> _Exercise_
Go through the data underneath and report how many lines hold the string "parameter", giving only the number.

> _Record excerpts_
Start of Block

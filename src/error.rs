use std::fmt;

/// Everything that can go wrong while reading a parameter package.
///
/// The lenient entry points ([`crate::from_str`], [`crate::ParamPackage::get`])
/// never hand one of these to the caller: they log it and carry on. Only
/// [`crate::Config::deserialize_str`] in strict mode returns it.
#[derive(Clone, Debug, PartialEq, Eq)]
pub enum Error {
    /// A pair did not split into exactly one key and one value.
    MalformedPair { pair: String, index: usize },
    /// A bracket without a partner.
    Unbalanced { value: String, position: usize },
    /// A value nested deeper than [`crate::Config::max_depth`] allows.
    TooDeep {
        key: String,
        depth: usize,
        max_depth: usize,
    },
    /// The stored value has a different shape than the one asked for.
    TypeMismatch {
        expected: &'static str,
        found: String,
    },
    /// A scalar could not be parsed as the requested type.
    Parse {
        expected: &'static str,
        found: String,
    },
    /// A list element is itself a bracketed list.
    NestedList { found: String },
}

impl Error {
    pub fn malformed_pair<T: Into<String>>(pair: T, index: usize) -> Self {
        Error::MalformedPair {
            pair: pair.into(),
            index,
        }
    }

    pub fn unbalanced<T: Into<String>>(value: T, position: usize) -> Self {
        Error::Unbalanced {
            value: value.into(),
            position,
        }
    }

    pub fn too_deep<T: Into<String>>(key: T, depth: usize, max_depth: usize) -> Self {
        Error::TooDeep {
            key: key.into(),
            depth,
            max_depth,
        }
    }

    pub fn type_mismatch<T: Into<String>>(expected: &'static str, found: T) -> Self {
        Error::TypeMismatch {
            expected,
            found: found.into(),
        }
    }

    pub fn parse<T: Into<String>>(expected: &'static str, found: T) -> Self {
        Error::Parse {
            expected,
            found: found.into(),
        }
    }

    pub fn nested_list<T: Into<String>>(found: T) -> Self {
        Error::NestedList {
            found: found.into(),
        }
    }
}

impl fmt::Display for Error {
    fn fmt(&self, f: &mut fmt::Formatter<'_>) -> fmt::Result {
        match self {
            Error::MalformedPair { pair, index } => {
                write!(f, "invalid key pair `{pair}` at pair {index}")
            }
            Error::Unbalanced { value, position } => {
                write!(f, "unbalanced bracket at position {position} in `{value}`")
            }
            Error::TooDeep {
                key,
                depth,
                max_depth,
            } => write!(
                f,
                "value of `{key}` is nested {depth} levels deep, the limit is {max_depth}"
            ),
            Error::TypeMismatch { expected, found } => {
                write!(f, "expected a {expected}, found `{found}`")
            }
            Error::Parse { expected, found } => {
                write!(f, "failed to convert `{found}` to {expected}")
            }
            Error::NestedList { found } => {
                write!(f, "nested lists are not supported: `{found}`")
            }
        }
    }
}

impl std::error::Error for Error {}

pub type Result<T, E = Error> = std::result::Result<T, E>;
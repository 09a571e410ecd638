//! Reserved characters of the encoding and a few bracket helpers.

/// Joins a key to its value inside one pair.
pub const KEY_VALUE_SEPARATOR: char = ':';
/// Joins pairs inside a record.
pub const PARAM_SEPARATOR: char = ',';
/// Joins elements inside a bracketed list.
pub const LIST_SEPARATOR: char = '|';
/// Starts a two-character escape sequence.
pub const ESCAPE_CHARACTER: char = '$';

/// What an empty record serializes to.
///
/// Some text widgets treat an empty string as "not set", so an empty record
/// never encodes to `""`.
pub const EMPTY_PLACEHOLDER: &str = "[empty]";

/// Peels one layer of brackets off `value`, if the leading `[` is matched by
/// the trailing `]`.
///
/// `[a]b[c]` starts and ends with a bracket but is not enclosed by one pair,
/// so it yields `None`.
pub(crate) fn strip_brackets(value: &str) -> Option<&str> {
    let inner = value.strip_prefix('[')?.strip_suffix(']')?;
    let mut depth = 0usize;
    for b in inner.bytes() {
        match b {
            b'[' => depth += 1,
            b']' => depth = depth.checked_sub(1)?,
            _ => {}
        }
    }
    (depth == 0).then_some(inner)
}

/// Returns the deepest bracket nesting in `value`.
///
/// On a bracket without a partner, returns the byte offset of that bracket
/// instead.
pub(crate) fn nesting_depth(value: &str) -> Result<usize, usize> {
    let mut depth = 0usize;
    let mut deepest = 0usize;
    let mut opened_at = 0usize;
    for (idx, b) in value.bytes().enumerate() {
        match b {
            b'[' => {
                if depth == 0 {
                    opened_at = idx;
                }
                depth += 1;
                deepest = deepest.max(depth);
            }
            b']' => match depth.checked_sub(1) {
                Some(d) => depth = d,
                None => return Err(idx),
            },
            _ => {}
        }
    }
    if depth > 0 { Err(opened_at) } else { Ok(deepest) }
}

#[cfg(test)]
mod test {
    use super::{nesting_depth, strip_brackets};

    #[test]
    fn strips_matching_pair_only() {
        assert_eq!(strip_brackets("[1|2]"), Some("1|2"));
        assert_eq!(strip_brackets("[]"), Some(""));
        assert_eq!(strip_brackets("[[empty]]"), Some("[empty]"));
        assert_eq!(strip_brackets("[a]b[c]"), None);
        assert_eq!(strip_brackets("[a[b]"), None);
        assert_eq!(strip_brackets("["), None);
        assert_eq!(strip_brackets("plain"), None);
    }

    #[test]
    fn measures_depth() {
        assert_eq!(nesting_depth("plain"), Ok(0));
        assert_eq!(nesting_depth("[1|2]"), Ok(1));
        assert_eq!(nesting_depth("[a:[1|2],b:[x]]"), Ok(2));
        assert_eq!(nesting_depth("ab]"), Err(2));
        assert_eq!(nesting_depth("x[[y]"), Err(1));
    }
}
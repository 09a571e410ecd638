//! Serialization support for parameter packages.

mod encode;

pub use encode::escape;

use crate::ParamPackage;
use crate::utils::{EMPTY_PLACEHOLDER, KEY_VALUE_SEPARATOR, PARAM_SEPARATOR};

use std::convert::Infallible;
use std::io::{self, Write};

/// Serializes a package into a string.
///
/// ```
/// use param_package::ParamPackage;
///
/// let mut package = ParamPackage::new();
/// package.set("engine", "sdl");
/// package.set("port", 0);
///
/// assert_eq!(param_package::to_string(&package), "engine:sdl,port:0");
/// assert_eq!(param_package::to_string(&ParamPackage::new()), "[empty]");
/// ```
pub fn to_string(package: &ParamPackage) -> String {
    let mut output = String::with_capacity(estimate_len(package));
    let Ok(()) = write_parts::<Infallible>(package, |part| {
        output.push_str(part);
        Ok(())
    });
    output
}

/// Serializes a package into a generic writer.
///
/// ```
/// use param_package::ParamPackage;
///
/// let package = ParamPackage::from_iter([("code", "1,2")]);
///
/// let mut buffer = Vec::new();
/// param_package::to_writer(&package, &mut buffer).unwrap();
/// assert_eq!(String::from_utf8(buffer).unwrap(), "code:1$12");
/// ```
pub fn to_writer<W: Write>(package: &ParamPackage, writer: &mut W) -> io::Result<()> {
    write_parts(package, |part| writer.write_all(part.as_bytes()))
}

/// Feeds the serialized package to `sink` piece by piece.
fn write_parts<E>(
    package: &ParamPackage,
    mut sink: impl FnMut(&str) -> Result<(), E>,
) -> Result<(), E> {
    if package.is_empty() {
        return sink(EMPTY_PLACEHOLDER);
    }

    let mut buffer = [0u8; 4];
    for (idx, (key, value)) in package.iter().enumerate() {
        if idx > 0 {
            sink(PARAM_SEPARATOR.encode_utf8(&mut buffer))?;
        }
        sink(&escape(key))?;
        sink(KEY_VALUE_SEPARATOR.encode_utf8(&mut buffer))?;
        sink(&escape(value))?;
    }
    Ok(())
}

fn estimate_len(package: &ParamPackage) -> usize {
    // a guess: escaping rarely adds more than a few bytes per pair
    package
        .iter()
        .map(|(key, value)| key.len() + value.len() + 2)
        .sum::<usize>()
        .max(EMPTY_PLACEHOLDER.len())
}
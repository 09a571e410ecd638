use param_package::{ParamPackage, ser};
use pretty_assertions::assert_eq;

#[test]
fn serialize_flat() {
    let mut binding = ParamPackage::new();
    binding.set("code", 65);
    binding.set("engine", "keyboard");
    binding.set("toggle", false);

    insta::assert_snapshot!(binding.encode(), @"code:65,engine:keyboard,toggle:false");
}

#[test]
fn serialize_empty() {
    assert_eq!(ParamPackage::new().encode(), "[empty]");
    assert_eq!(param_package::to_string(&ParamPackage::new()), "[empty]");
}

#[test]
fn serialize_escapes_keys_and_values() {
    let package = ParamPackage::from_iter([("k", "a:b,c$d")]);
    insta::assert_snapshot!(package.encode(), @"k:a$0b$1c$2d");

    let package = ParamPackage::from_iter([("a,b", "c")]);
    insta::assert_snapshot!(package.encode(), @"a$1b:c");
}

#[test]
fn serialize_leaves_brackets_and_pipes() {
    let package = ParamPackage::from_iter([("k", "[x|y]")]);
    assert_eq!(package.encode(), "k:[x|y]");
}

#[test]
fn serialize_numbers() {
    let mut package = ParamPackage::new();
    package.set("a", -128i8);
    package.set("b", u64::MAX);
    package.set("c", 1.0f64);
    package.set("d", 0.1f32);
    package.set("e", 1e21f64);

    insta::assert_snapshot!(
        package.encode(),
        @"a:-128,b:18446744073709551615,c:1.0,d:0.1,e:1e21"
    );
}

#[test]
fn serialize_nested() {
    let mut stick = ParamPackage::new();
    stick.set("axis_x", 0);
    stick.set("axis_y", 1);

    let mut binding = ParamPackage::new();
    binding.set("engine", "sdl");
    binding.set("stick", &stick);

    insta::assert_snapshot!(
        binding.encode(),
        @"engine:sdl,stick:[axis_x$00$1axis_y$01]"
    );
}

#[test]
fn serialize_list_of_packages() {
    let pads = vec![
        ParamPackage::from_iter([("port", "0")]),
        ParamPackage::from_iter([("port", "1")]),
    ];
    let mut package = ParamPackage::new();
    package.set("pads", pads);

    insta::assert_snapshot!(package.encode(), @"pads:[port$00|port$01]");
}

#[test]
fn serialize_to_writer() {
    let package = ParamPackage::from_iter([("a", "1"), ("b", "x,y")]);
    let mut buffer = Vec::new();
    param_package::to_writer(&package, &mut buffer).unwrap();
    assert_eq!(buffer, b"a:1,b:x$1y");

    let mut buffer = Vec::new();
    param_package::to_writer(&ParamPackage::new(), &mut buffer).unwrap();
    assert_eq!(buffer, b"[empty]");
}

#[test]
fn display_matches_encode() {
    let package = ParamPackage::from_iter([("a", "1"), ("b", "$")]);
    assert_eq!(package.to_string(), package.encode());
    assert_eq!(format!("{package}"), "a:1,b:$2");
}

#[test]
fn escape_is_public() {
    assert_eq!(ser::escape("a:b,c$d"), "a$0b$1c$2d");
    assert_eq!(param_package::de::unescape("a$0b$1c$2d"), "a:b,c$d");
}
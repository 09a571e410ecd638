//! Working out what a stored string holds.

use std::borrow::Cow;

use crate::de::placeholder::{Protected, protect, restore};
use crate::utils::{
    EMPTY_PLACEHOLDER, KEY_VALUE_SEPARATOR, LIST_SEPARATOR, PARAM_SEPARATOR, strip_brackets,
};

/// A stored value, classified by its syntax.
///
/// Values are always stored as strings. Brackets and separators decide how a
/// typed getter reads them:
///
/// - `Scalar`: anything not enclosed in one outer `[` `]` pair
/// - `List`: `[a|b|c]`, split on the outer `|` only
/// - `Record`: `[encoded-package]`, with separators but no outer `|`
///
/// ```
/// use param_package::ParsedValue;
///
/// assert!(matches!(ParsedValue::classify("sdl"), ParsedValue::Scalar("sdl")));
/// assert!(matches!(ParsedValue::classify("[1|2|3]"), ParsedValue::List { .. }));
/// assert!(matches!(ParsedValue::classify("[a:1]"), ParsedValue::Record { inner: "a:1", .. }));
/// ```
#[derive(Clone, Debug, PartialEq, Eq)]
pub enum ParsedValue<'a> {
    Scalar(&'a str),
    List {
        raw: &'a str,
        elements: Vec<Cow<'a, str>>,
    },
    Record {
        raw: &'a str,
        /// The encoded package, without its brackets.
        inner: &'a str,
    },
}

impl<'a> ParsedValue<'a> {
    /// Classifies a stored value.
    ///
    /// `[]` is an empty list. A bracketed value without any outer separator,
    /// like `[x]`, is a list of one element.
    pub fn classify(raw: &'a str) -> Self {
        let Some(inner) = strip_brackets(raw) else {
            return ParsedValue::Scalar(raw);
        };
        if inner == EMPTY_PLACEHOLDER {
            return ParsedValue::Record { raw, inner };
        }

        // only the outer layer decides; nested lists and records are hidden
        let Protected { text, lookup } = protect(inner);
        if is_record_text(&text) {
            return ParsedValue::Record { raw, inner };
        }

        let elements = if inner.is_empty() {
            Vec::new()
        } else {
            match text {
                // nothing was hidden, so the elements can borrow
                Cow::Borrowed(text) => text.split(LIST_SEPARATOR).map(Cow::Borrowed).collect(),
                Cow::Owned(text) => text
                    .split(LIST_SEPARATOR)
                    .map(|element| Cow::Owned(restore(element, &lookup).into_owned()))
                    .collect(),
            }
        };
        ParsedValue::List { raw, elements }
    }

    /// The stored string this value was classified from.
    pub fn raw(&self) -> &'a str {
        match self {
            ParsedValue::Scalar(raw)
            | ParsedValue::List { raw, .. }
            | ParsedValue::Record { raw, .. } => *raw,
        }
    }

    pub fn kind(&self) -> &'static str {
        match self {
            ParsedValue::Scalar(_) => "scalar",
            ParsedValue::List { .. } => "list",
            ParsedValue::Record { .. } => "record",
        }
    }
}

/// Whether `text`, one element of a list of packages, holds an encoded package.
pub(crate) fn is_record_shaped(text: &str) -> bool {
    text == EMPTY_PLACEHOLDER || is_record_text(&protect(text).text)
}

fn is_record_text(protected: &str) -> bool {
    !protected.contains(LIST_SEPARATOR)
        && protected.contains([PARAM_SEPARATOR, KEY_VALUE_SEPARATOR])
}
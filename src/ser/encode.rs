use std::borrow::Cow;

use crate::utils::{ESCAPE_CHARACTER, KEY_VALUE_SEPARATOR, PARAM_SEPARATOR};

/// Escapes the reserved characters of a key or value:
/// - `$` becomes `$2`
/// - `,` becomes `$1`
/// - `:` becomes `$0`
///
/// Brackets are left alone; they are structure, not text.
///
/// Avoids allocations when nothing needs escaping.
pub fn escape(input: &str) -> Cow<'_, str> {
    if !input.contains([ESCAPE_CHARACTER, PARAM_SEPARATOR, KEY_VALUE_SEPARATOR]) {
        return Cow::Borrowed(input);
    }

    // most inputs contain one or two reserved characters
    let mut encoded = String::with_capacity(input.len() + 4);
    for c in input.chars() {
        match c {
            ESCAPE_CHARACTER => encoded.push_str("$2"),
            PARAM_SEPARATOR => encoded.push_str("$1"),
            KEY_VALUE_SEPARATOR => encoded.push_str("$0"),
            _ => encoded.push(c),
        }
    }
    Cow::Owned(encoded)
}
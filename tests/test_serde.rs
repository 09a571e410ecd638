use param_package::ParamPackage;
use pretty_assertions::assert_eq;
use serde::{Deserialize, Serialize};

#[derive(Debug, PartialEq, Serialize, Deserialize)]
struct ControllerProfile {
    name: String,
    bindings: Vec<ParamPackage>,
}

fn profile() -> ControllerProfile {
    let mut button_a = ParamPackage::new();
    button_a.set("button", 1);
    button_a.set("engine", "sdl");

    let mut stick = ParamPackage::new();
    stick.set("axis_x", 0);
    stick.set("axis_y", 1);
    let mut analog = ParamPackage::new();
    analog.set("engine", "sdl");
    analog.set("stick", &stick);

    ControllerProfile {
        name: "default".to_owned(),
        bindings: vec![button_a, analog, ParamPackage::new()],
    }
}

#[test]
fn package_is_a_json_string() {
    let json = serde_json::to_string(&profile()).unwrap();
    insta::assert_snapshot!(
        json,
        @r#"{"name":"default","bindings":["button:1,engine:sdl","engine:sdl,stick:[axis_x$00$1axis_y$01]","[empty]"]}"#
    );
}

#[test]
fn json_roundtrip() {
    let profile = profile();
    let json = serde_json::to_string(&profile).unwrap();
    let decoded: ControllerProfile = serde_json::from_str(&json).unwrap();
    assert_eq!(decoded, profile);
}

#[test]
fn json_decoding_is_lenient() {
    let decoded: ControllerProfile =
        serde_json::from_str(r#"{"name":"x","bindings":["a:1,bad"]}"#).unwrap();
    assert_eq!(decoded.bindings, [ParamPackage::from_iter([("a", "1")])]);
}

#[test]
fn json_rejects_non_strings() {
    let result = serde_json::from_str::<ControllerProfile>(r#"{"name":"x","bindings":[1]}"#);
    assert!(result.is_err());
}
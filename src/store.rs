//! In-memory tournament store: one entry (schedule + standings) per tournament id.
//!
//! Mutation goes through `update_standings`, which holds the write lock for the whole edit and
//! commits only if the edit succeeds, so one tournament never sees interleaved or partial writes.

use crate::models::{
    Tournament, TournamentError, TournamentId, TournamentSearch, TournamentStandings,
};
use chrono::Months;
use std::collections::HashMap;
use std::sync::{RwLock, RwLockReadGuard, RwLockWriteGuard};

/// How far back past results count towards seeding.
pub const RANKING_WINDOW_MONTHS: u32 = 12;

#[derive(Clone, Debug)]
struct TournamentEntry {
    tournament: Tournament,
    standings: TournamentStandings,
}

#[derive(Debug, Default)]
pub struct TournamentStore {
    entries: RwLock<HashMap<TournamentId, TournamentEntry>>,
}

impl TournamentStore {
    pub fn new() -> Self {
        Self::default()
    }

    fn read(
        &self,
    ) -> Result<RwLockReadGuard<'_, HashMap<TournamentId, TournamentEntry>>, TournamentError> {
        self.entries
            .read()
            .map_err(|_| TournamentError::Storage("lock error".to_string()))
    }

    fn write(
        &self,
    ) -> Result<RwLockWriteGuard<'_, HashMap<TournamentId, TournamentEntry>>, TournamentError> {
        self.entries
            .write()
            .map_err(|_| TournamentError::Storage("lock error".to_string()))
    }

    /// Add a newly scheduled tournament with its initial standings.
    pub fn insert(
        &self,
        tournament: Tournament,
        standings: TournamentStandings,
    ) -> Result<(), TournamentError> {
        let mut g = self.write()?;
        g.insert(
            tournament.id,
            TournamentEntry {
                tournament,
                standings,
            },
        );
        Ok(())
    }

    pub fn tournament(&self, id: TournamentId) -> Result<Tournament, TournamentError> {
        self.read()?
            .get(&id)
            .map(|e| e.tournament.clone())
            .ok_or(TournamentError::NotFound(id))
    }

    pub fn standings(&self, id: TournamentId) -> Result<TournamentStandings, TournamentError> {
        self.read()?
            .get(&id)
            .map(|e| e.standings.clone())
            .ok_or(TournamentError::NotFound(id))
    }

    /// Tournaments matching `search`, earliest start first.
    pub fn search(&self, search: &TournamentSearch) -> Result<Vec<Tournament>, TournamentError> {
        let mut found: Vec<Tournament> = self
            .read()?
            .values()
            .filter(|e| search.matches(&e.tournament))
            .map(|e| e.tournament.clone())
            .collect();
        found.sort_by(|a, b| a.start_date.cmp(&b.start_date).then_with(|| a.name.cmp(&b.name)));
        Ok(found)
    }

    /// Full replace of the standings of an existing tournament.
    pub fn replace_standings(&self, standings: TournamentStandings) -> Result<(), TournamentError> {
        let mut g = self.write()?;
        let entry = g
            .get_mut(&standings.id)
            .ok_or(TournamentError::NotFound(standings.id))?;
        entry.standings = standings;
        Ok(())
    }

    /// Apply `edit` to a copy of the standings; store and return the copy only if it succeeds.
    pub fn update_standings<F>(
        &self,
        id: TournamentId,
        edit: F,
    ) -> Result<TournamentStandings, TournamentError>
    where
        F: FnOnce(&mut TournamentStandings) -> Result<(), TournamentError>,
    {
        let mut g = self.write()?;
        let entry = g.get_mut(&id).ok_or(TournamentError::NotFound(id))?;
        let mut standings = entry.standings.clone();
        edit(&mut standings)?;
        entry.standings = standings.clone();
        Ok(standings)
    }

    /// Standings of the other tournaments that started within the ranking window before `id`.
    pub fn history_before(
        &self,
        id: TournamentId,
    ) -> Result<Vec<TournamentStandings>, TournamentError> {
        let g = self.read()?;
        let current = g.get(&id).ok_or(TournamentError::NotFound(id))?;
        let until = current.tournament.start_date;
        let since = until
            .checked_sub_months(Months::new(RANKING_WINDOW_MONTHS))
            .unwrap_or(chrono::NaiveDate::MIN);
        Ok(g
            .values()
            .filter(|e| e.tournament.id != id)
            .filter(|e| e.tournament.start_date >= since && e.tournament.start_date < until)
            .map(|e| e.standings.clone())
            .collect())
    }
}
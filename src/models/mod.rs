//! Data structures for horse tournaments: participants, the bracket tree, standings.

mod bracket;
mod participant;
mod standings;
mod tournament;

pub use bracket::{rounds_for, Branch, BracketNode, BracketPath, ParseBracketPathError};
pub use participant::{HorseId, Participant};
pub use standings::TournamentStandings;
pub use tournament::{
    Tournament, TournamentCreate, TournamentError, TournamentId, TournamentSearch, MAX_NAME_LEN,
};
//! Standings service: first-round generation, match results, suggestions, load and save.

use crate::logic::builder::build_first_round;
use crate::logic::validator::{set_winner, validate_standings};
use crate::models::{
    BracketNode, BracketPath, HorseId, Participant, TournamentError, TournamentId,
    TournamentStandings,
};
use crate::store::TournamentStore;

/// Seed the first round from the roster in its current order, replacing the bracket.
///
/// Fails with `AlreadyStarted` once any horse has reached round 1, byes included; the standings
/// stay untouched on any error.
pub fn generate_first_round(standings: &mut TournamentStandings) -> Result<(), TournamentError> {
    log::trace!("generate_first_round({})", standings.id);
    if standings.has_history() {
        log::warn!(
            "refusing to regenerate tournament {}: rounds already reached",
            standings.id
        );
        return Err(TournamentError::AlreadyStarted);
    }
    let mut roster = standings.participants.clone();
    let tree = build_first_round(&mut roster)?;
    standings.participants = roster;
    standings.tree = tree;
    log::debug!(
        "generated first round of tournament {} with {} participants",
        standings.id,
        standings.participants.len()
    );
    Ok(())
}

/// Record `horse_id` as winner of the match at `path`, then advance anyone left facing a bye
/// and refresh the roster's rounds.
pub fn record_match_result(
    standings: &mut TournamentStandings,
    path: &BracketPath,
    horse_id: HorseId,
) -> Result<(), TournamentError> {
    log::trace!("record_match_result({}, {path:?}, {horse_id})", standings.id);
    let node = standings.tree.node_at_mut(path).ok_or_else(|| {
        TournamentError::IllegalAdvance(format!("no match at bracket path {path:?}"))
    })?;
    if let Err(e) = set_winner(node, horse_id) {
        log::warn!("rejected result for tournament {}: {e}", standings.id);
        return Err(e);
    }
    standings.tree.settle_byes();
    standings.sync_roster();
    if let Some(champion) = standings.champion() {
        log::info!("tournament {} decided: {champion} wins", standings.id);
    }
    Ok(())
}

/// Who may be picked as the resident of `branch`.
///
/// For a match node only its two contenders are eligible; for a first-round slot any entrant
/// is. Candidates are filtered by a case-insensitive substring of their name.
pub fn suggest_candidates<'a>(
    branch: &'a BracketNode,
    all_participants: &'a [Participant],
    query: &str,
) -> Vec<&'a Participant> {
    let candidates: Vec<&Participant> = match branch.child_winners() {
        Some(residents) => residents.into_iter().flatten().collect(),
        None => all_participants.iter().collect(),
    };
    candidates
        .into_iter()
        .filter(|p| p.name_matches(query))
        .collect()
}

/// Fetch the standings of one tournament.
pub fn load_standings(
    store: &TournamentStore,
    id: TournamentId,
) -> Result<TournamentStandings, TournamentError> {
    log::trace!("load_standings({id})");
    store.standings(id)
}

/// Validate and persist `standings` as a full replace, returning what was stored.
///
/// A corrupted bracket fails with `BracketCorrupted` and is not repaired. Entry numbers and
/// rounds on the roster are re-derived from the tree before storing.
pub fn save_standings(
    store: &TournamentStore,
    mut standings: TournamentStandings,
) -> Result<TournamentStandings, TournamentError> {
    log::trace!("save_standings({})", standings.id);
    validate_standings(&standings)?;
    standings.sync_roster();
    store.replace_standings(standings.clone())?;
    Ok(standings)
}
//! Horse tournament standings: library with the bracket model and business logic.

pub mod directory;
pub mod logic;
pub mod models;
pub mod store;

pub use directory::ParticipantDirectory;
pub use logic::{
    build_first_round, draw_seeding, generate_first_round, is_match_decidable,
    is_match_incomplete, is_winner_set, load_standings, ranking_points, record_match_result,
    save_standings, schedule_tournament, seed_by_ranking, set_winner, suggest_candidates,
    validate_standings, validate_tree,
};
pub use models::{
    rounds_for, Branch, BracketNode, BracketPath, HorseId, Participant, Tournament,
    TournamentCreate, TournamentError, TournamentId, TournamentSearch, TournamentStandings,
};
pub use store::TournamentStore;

End of Block

> _Response to the task_
2